■ Exercise goal
Could you count the lines in the data that contain "enum"? Reply with the number only.

■ Listed records
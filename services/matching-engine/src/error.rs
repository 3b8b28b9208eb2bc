//! Error types for the matching engine and its collaborators

use crate::order::{OrderId, OrderStatus, TradeId};
use services_common::{Qty, Symbol, SymbolError};
use thiserror::Error;

/// Request or reference-data validation failure. Nothing is persisted.
#[derive(Error, Debug, Clone, PartialEq, Eq)]
pub enum ValidationError {
    /// Side string was not BUY or SELL
    #[error("invalid order side: {value}")]
    InvalidSide {
        /// Rejected input
        value: String,
    },

    /// Category string was not LIMIT or MARKET
    #[error("invalid order category: {value}")]
    InvalidCategory {
        /// Rejected input
        value: String,
    },

    /// Status string was not a known order status
    #[error("invalid order status: {value}")]
    InvalidStatus {
        /// Rejected input
        value: String,
    },

    /// Ticker could not be parsed
    #[error("invalid symbol: {0}")]
    MalformedSymbol(#[from] SymbolError),

    /// Ticker is well-formed but not listed
    #[error("invalid stock symbol: {symbol}")]
    UnknownSymbol {
        /// Unlisted ticker
        symbol: String,
    },

    /// Quantity is zero, negative or above the venue limit
    #[error("invalid quantity: {reason}")]
    InvalidQuantity {
        /// Why the quantity was rejected
        reason: String,
    },

    /// Limit price missing, non-positive or above the venue limit
    #[error("invalid price: {reason}")]
    InvalidPrice {
        /// Why the price was rejected
        reason: String,
    },

    /// Instrument record failed validation
    #[error("invalid instrument {symbol}: {reason}")]
    InvalidInstrument {
        /// Instrument ticker
        symbol: String,
        /// Why the record was rejected
        reason: String,
    },
}

/// Persistence layer failure
#[derive(Error, Debug)]
pub enum StoreError {
    /// Backend could not be reached or the pool was exhausted
    #[error("store unavailable: {reason}")]
    Unavailable {
        /// Underlying cause
        reason: String,
    },

    /// Serialization failure or deadlock; the unit was aborted by the backend
    #[error("transaction conflict: {reason}")]
    Conflict {
        /// Underlying cause
        reason: String,
    },

    /// A write violated a storage constraint
    #[error("constraint violated: {reason}")]
    Constraint {
        /// Underlying cause
        reason: String,
    },

    /// A write referenced an order the store does not hold
    #[error("order not found in store: {order_id}")]
    MissingOrder {
        /// Referenced order
        order_id: OrderId,
    },

    /// A persisted row could not be decoded
    #[error("corrupt {entity} row: {reason}")]
    Corrupt {
        /// Table or entity name
        entity: &'static str,
        /// Decoding failure
        reason: String,
    },

    /// Any other database error
    #[error("database error: {0}")]
    Database(#[source] sqlx::Error),
}

impl From<sqlx::Error> for StoreError {
    fn from(err: sqlx::Error) -> Self {
        if matches!(
            err,
            sqlx::Error::PoolTimedOut | sqlx::Error::PoolClosed | sqlx::Error::Io(_)
        ) {
            return Self::Unavailable {
                reason: err.to_string(),
            };
        }

        let code = match &err {
            sqlx::Error::Database(db) => db.code().map(|c| c.into_owned()),
            _ => None,
        };
        match code.as_deref() {
            // serialization_failure, deadlock_detected
            Some("40001" | "40P01") => Self::Conflict {
                reason: err.to_string(),
            },
            // integrity constraint violation class
            Some(c) if c.starts_with("23") => Self::Constraint {
                reason: err.to_string(),
            },
            _ => Self::Database(err),
        }
    }
}

/// Result type for store operations
pub type StoreResult<T> = Result<T, StoreError>;

/// A broken engine invariant. These indicate a programming error and are
/// never expected in normal operation.
#[derive(Error, Debug, Clone, PartialEq, Eq)]
pub enum InvariantViolation {
    /// Order would trade against itself
    #[error("order {order_id} would trade against itself")]
    SelfTrade {
        /// Offending order
        order_id: OrderId,
    },

    /// Fill would exceed the order quantity
    #[error("fill of {fill} on order {order_id} exceeds remaining {remaining}")]
    Overfill {
        /// Offending order
        order_id: OrderId,
        /// Attempted fill
        fill: Qty,
        /// Remaining quantity before the fill
        remaining: Qty,
    },

    /// Fill arithmetic overflowed
    #[error("quantity overflow on order {order_id}")]
    QuantityOverflow {
        /// Offending order
        order_id: OrderId,
    },

    /// Fill attempted on a cancelled or fully matched order
    #[error("order {order_id} is {status} and cannot be filled")]
    FillOnTerminal {
        /// Offending order
        order_id: OrderId,
        /// Terminal status
        status: OrderStatus,
    },

    /// Orders of different instruments were paired
    #[error("order {order_id} on {found} paired with {expected}")]
    SymbolMismatch {
        /// Offending order
        order_id: OrderId,
        /// Instrument of the incoming order
        expected: Symbol,
        /// Instrument of the paired order
        found: Symbol,
    },

    /// Trade quantity or price was not positive
    #[error("non-positive trade between {buy_order_id} and {sell_order_id}")]
    NonPositiveTrade {
        /// Buy side
        buy_order_id: OrderId,
        /// Sell side
        sell_order_id: OrderId,
    },

    /// Two market orders were paired; there is no price to trade at
    #[error("market order {incoming} paired with resting market order {resting}")]
    MarketAgainstMarket {
        /// Incoming order
        incoming: OrderId,
        /// Resting order
        resting: OrderId,
    },

    /// Two orders on the same side were paired
    #[error("orders {incoming} and {resting} are on the same side")]
    SameSide {
        /// Incoming order
        incoming: OrderId,
        /// Resting order
        resting: OrderId,
    },
}

/// Failure of a `submit` or `cancel` unit. Every write of the unit has been
/// rolled back when this is returned.
#[derive(Error, Debug)]
pub enum EngineError {
    /// Store failure inside the unit
    #[error("matching failed: {0}")]
    Store(#[from] StoreError),

    /// Engine invariant broken
    #[error("invariant violated: {0}")]
    Invariant(#[from] InvariantViolation),

    /// The engine was called with an order that skipped validation
    #[error("contract violation on order {order_id}: {reason}")]
    ContractViolation {
        /// Offending order
        order_id: OrderId,
        /// What was wrong with it
        reason: String,
    },

    /// Order to cancel does not exist in the store
    #[error("order not found: {order_id}")]
    OrderNotFound {
        /// Requested order
        order_id: OrderId,
    },
}

/// Result type for engine units
pub type EngineResult<T> = Result<T, EngineError>;

/// Errors surfaced by the [`crate::Exchange`] facade
#[derive(Error, Debug)]
pub enum ExchangeError {
    /// Request rejected before reaching the engine
    #[error("validation error: {0}")]
    Validation(#[from] ValidationError),

    /// Unknown order id
    #[error("order not found: {order_id}")]
    OrderNotFound {
        /// Requested order
        order_id: OrderId,
    },

    /// Unknown trade id
    #[error("trade not found: {trade_id}")]
    TradeNotFound {
        /// Requested trade
        trade_id: TradeId,
    },

    /// Unknown instrument in a query
    #[error("instrument not found: {symbol}")]
    InstrumentNotFound {
        /// Requested ticker
        symbol: Symbol,
    },

    /// Submission or cancellation failed and was rolled back
    #[error(transparent)]
    Matching(EngineError),

    /// Read query failed
    #[error("store error: {0}")]
    Store(#[from] StoreError),
}

impl From<EngineError> for ExchangeError {
    fn from(err: EngineError) -> Self {
        match err {
            EngineError::OrderNotFound { order_id } => Self::OrderNotFound { order_id },
            other => Self::Matching(other),
        }
    }
}

/// Result type for the exchange facade
pub type ExchangeResult<T> = Result<T, ExchangeError>;
//! Exchange configuration

use std::str::FromStr;
use std::time::Duration;

use anyhow::{Context, Result};
use serde::{Deserialize, Serialize};

/// Exchange configuration
#[derive(Debug, Clone, PartialEq, Eq, Serialize, Deserialize)]
#[serde(default)]
pub struct ExchangeConfig {
    /// Database connection string
    pub database_url: String,
    /// Connection pool size
    pub max_connections: u32,
    /// Seconds to wait for a pooled connection
    pub acquire_timeout_secs: u64,
    /// Create tables and indexes on connect
    pub run_migrations: bool,
    /// List the default instruments on connect
    pub seed_default_instruments: bool,
    /// Rebuild books from the store on connect
    pub recover_on_start: bool,
    /// Price levels per side in depth snapshots
    pub depth_levels: usize,
}

impl Default for ExchangeConfig {
    fn default() -> Self {
        Self {
            database_url: "postgresql://localhost/exchange".to_string(),
            max_connections: 10,
            acquire_timeout_secs: 5,
            run_migrations: true,
            seed_default_instruments: true,
            recover_on_start: true,
            depth_levels: 10,
        }
    }
}

impl ExchangeConfig {
    /// Load configuration from `EXCHANGE_*` environment variables; unset
    /// variables keep their defaults
    ///
    /// # Errors
    /// Returns an error if a variable is set but cannot be parsed
    pub fn from_env() -> Result<Self> {
        Self::from_lookup(|key| std::env::var(key).ok())
    }

    /// Same as [`Self::from_env`] over an arbitrary key lookup
    ///
    /// # Errors
    /// Returns an error if a value is present but cannot be parsed
    pub fn from_lookup(lookup: impl Fn(&str) -> Option<String>) -> Result<Self> {
        let defaults = Self::default();
        Ok(Self {
            database_url: lookup("EXCHANGE_DATABASE_URL").unwrap_or(defaults.database_url),
            max_connections: parse_var(&lookup, "EXCHANGE_MAX_CONNECTIONS", defaults.max_connections)?,
            acquire_timeout_secs: parse_var(
                &lookup,
                "EXCHANGE_ACQUIRE_TIMEOUT_SECS",
                defaults.acquire_timeout_secs,
            )?,
            run_migrations: parse_var(&lookup, "EXCHANGE_RUN_MIGRATIONS", defaults.run_migrations)?,
            seed_default_instruments: parse_var(
                &lookup,
                "EXCHANGE_SEED_INSTRUMENTS",
                defaults.seed_default_instruments,
            )?,
            recover_on_start: parse_var(&lookup, "EXCHANGE_RECOVER_ON_START", defaults.recover_on_start)?,
            depth_levels: parse_var(&lookup, "EXCHANGE_DEPTH_LEVELS", defaults.depth_levels)?,
        })
    }

    /// Pool acquire timeout
    #[must_use]
    pub const fn acquire_timeout(&self) -> Duration {
        Duration::from_secs(self.acquire_timeout_secs)
    }
}

fn parse_var<T>(lookup: &impl Fn(&str) -> Option<String>, key: &str, default: T) -> Result<T>
where
    T: FromStr,
    T::Err: std::error::Error + Send + Sync + 'static,
{
    match lookup(key) {
        Some(raw) => raw
            .trim()
            .parse()
            .with_context(|| format!("{key} has an invalid value: {raw:?}")),
        None => Ok(default),
    }
}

■ Exercise solution
5